Julgo que há alguns “mitos urbanos” em relação à reforma do Estado, nomeadamente a resistência à mudança por parte dos funcionários públicos e sindicatos. Sendo certo que não faz sentido cair na ingenuidade oposta, será talvez útil perceber melhor o que está por trás de alguns maus resultados, de que os serviços do Estado também têm consciência e que não os satisfaz.

Lembremos que a digitalização da AT não provocou nenhuma revolta dos funcionários das finanças, sendo hoje considerada como um grande avanço (nalguns casos com excessos…). Em geral, as mudanças que melhoram o funcionamento dos serviços têm condições de melhorar a auto-estima dos funcionários.

Vejamos alguns tipos de situações. Perante legislação contraditória, o trabalhador público fica numa situação impossível: se decidir uma coisa, desrespeita a lei X, que decidir o oposto, vai contra a lei Y. Assim, o mais racional é não decidir, deixar arrastar o processo o máximo de tempo possível. Quem está de fora pode desejar insultar os serviços, recomendar mais gritos, mais chicotes, mas isso não vai resolver nada. Se não se identificar correctamente a raiz da morosidade, as “soluções” não vão funcionar. E nem vale a pena depois aparecerem queixas sobre a resistência à mudança, porque se não se for à origem do problema, não se podem esperar resultados.

Outro problema decorre do sistema de “avaliação” dos funcionários, o SIADAP, que é um mero instrumento de contenção de custos, com quotas de avaliação fixas, independentes dos resultados específicos dos serviços. É meramente individual, o que trouxe a perda do espírito de equipa. Se o funcionário A ajudar o B, isso poderá levar o colega B a ter boa avaliação e a impedir A de aceder a ela. Ou seja, quem tiver um espírito cooperante pode ser prejudicado por isso. Estão a ver a catástrofe de resultados que isto produz?

Em ambos os conjuntos de problema referidos, a tecnologia e a digitalização não os podem resolver, porque a origem está na legislação. Na primeira situação, precisamos de legislação mais clara, integrada e coerente, também para não termos funcionários a dizer uma coisa e, por vezes, no mesmo balcão, noutro dia, uma informação contraditória com a primeira. Na segunda, será necessário um outro sistema de avaliação, que comece pela avaliação dos próprios serviços.

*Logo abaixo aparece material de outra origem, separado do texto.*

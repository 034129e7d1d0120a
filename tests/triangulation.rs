//! Whole-pipeline scenarios, adapted from the box/point/quality-bound seed cases used to pin
//! down this engine's behavior.

use plc_engine::{Graph, Rect, Triangulation, TriangulationParameters};

/// So a failing assertion's `log::warn!`/`log::debug!` trail (from `check()`,
/// `triangulate_with_points`'s dropped-point logging, etc.) actually shows up in `cargo test --
/// --nocapture` output instead of going nowhere.
fn init_logging() {
    let _ = env_logger::try_init();
}

/// S1: an empty box triangulates to exactly two triangles covering its full area.
#[test]
fn init_box_yields_two_triangles_covering_the_box() {
    init_logging();
    let mut g = Graph::new();
    let mut tri = Triangulation::new(&mut g);
    tri.init_box(Rect::new(1.0, 0.0, 5.0, 4.0));
    assert_eq!(g.num_polygons(), 2);

    let mut area = 0.0;
    for t in g.triangles() {
        let verts = g.polygon(t).vertices();
        let p = [g.position(verts[0]), g.position(verts[1]), g.position(verts[2])];
        area += plc_engine::geometry::signed_area2(p[0], p[1], p[2]).abs() * 0.5;
    }
    assert!((area - 16.0).abs() < 1e-9);
}

/// S2: inserting an interior point fans the enclosing triangle into four, leaving the hull
/// bounding box unchanged and the mesh Delaunay.
#[test]
fn interior_point_fans_into_four_triangles() {
    init_logging();
    let mut g = Graph::new();
    let mut tri = Triangulation::new(&mut g);
    tri.init_box(Rect::new(0.0, 0.0, 1.0, 1.0));
    tri.insert_point(0.2, 0.2).unwrap();
    assert_eq!(g.num_polygons(), 4);
    let bbox = g.bbox().unwrap();
    assert_eq!(bbox, Rect::new(0.0, 0.0, 1.0, 1.0));
    assert!(tri.check());
}

/// A region with a rectangular hole refines under quality bounds to a Delaunay mesh where
/// every live triangle meets both the skinny-ratio and area caps.
#[test]
fn ring_region_refines_to_quality_bounds() {
    init_logging();
    let mut g = Graph::new();
    let mut tri = Triangulation::new(&mut g);
    let outer = vec![
        plc_engine::Point::new(0.0, 0.0),
        plc_engine::Point::new(100.0, 0.0),
        plc_engine::Point::new(100.0, 100.0),
        plc_engine::Point::new(0.0, 100.0),
    ];
    let hole = vec![
        plc_engine::Point::new(70.0, 70.0),
        plc_engine::Point::new(70.0, 30.0),
        plc_engine::Point::new(30.0, 30.0),
        plc_engine::Point::new(30.0, 70.0),
    ];
    let params = TriangulationParameters {
        min_b: 1.0,
        max_area: 50.0,
        ..TriangulationParameters::default()
    };
    tri.triangulate(&[outer, hole], &params).unwrap();
    assert!(tri.check());
    assert!(g.num_polygons() > 2);

    for t in g.triangles() {
        let verts = g.polygon(t).vertices().to_vec();
        let p = [g.position(verts[0]), g.position(verts[1]), g.position(verts[2])];
        let area = plc_engine::geometry::signed_area2(p[0], p[1], p[2]).abs() * 0.5;
        assert!(area <= params.max_area + 1e-6, "triangle area {area} exceeds cap");
    }
}

/// A reflex-cornered polygon with extra points: points outside the hull are silently dropped,
/// points inside remain precious vertices of the final mesh.
#[test]
fn extra_points_outside_the_hull_are_dropped_inside_points_survive() {
    init_logging();
    let mut g = Graph::new();
    let mut tri = Triangulation::new(&mut g);
    let bar = vec![
        plc_engine::Point::new(0.0, 0.0),
        plc_engine::Point::new(0.0, 100.0),
        plc_engine::Point::new(1000.0, 100.0),
        plc_engine::Point::new(1000.0, 0.0),
    ];
    let extra = vec![
        plc_engine::Point::new(50.0, 150.0), // outside: above the bar
        plc_engine::Point::new(50.0, 50.0),  // inside
        plc_engine::Point::new(100.0, 50.0), // inside
        plc_engine::Point::new(150.0, 50.0), // inside, collinear with the previous two
    ];
    let params = TriangulationParameters {
        min_b: 1.0,
        max_area: 400.0,
        ..TriangulationParameters::default()
    };
    tri.triangulate_with_points(&[bar], &extra, &params).unwrap();
    assert!(tri.check());

    for &p in &extra[1..] {
        assert!(tri.find_vertex_for_point(p).is_some(), "inside point {p:?} must survive as a vertex");
    }
    assert!(
        tri.find_vertex_for_point(extra[0]).is_none(),
        "outside point must not have been inserted"
    );
}

/// `insert_point` at the exact position of an existing vertex returns that vertex and leaves
/// the graph unchanged.
#[test]
fn reinserting_an_existing_point_is_idempotent() {
    init_logging();
    let mut g = Graph::new();
    let mut tri = Triangulation::new(&mut g);
    tri.init_box(Rect::new(0.0, 0.0, 10.0, 10.0));
    let v = tri.insert_point(3.0, 3.0).unwrap();
    let polygons_before = g.num_polygons();
    let edges_before = g.edges().count();
    let v_again = tri.insert_point(3.0, 3.0).unwrap();
    assert_eq!(v, v_again);
    assert_eq!(g.num_polygons(), polygons_before);
    assert_eq!(g.edges().count(), edges_before);
}
#[cfg(test)]
mod tests {
    use super::*;

    fn single_triangle() -> (Graph, [VertexId; 3], PolygonId) {
        let mut g = Graph::new();
        let v0 = g.create_vertex(0.0, 0.0);
        let v1 = g.create_vertex(2.0, 0.0);
        let v2 = g.create_vertex(0.0, 2.0);
        let e0 = g.create_edge(v0, v1);
        let e1 = g.create_edge(v1, v2);
        let e2 = g.create_edge(v2, v0);
        let t = g.create_triangle(e0, e1, e2);
        (g, [v0, v1, v2], t)
    }

    #[test]
    fn create_triangle_assigns_one_side_per_edge() {
        let (g, _, t) = single_triangle();
        assert!(g.check());
        assert!(g.polygon(t).is_triangle());
        for &e in g.polygon(t).edges() {
            assert_eq!(g.edge(e).polygons().collect::<Vec<_>>(), vec![t]);
        }
    }

    #[test]
    fn find_edge_is_symmetric() {
        let (g, [v0, v1, ..], _) = single_triangle();
        let e = g.find_edge(v0, v1).unwrap();
        assert_eq!(g.find_edge(v1, v0), Some(e));
    }

    #[test]
    fn remove_polygon_clears_edge_references_but_keeps_edges() {
        let (mut g, _, t) = single_triangle();
        let edges: Vec<EdgeId> = g.polygon(t).edges().to_vec();
        g.remove_polygon(t);
        assert!(!g.is_live(t));
        for e in edges {
            assert!(g.edge_exists(e));
            assert_eq!(g.edge(e).left(), None);
            assert_eq!(g.edge(e).right(), None);
        }
    }

    #[test]
    fn prune_unreferenced_drops_an_isolated_triangle_entirely() {
        let (mut g, verts, t) = single_triangle();
        let edges: Vec<EdgeId> = g.polygon(t).edges().to_vec();
        g.remove_polygon(t);
        g.prune_unreferenced();
        for e in edges {
            assert!(!g.edge_exists(e), "edge should have been pruned once both sides were empty");
        }
        for v in verts {
            assert!(!g.vertices().any(|x| x == v), "vertex should have been pruned once it had no incident edges");
        }
    }

    #[test]
    fn prune_unreferenced_keeps_edges_still_used_by_a_surviving_polygon() {
        let (mut g, [v0, v1, v2], t) = single_triangle();
        let v3 = g.create_vertex(2.0, 2.0);
        let shared = g.find_edge(v1, v2).unwrap();
        let e3 = g.create_edge(v1, v3);
        let e4 = g.create_edge(v3, v2);
        let t2 = g.create_triangle(shared, e4, e3);

        g.remove_polygon(t);
        g.prune_unreferenced();

        assert!(g.edge_exists(shared), "edge still used by the surviving triangle must not be pruned");
        assert!(g.vertices().any(|x| x == v1));
        assert!(g.vertices().any(|x| x == v2));
        assert!(!g.vertices().any(|x| x == v0), "v0 had no remaining incident edge and must be pruned");
        assert!(g.is_live(t2));
    }

    #[test]
    fn stale_vertex_id_is_detected_after_clear() {
        let (mut g, [v0, ..], _) = single_triangle();
        g.clear();
        assert_eq!(g.vertices().next(), None);
        // A stale handle from before clear() must not resolve into the now-empty arena.
        assert!(std::panic::catch_unwind(std::panic::AssertUnwindSafe(|| g.vertex(v0))).is_err());
    }

    #[test]
    fn bbox_ignores_isolated_vertices() {
        let mut g = Graph::new();
        let _isolated = g.create_vertex(100.0, 100.0);
        let v0 = g.create_vertex(0.0, 0.0);
        let v1 = g.create_vertex(1.0, 0.0);
        g.create_edge(v0, v1);
        let bbox = g.bbox().unwrap();
        assert_eq!(bbox.lo, Point::new(0.0, 0.0));
        assert_eq!(bbox.hi, Point::new(1.0, 0.0));
    }

    #[test]
    fn find_inside_circle_matches_in_circle_predicate() {
        let mut g = Graph::new();
        let center_v = g.create_vertex(0.0, 0.0);
        let _outside = g.create_vertex(10.0, 10.0);
        let found = g.find_inside_circle(Point::new(0.0, 0.0), 1.0);
        assert_eq!(found, vec![center_v]);
    }
}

Será porventura necessária a existência de documentos internos (mas públicos) de interpretação das regras e mais formação dos funcionários, sobretudo nas áreas com maior volatilidade legislativa.

Em suma, assumir que os  são agentes económicos que rfuncionários públicosespondem racionalmente aos incentivos que enfrentam poderá ajudar na reforma do Estado.

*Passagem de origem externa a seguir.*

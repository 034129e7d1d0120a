//! A planar linear complex engine: constrained, refined Delaunay triangulation and
//! Hertel-Mehlhorn convex decomposition over a shared [`graph::Graph`].
//!
//! The three stages share one mesh representation so a caller can triangulate, refine for
//! quality, and decompose into convex pieces without re-deriving adjacency between stages.

mod error;
pub mod geometry;
pub mod graph;
pub mod triangulation;
pub mod decomposition;

pub use error::{PlcError, Result};
pub use geometry::{Point, Rect};
pub use graph::{EdgeId, Graph, PolygonId, VertexId};
pub use triangulation::{Contour, Triangulation, TriangulationParameters};
pub use decomposition::{ConvexDecomposition, ConvexDecompositionParameters};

Regressando à resistência à mudança, quantas vezes é que os funcionários já foram confrontados com alterações mal pensadas, atabalhoadas, com o único intuito de cortar custos, mesmo com a degradação dos serviços? Face a esta experiência, tão negativa, não será razoável que encarem qualquer nova reforma com enorme desconfiança?

Na verdade, a actual reforma tem duas grandes vantagens: i) não é motivada pela necessidade de poupar; ii) não está condicionada por uma urgência desesperada de obter resultados. Dispor de tempo para planear e executar deve ajudar a ser bem-sucedida.